MATERIALS PROVIDED below:

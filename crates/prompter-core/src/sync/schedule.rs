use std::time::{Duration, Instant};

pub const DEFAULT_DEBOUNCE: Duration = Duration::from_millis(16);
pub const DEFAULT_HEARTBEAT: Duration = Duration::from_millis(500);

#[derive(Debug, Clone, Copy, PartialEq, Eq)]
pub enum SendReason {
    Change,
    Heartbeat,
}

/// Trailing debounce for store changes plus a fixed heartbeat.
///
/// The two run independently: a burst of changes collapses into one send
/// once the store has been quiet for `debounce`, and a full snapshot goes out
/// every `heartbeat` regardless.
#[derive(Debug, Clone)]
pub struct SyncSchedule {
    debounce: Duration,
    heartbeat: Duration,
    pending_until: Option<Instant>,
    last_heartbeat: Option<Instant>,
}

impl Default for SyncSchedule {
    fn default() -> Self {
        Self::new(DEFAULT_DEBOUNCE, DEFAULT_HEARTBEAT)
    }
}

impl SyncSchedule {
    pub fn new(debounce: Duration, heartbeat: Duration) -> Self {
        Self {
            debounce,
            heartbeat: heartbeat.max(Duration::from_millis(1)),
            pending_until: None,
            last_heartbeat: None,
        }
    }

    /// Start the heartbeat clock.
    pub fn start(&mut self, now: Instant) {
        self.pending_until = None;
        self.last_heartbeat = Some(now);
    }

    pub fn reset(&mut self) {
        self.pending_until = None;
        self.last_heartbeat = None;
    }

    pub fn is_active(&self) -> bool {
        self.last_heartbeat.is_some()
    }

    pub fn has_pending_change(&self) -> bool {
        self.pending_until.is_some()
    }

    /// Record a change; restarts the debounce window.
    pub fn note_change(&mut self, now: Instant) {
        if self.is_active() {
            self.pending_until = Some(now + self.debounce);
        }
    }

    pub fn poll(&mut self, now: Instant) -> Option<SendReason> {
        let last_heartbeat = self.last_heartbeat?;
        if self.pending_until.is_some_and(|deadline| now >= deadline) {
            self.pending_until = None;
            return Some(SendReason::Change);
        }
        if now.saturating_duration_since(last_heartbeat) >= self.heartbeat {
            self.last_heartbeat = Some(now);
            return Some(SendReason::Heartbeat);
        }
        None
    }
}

End of MATERIALS PROVIDED.
MATERIALS PROVIDED below:

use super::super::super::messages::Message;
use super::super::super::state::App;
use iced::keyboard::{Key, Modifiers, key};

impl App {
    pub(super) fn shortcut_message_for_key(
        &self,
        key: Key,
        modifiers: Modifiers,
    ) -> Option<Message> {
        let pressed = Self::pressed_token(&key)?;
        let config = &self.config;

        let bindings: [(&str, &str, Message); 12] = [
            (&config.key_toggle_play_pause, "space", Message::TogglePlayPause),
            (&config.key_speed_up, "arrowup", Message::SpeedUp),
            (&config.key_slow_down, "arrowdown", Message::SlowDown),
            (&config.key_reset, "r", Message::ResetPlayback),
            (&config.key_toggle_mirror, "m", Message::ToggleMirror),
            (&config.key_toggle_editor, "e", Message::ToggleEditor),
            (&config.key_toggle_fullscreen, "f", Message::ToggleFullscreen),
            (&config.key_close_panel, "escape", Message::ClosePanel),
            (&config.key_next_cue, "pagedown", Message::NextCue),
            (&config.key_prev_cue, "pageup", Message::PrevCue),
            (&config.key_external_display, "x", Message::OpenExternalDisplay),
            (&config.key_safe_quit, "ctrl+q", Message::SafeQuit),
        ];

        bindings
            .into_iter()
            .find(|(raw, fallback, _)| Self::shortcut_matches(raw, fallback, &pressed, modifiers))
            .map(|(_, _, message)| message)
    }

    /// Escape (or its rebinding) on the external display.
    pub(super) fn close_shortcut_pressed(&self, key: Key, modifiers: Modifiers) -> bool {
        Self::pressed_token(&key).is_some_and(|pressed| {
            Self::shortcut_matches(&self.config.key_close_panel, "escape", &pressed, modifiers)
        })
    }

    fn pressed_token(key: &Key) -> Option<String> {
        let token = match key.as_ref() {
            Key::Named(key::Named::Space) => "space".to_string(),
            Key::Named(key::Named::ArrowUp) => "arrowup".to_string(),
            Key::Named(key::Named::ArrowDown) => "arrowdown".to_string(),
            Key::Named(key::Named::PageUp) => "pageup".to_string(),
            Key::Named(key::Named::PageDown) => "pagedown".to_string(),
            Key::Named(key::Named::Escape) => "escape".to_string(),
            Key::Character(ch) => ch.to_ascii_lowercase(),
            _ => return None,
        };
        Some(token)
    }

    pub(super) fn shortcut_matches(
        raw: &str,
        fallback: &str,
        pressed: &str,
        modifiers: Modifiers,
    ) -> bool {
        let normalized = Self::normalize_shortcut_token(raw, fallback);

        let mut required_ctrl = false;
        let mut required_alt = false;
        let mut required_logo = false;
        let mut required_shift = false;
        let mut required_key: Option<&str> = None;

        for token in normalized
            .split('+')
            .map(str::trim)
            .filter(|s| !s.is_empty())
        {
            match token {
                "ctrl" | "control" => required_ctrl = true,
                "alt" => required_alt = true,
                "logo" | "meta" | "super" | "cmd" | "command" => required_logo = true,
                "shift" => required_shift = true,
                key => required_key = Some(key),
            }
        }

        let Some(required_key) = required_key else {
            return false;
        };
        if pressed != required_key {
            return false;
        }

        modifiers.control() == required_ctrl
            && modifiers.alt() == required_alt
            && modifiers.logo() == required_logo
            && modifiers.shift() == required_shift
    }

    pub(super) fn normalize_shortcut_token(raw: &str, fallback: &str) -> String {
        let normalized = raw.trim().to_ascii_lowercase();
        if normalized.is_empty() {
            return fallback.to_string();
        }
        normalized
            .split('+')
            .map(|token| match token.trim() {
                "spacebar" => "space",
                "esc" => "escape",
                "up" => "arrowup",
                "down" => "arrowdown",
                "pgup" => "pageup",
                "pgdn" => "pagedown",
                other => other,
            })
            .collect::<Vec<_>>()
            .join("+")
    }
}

End of MATERIALS PROVIDED.

WORK REQUIRED => Provide the number of lines in the entries that include "Named", and no other text.

YOUR SOLUTION => 6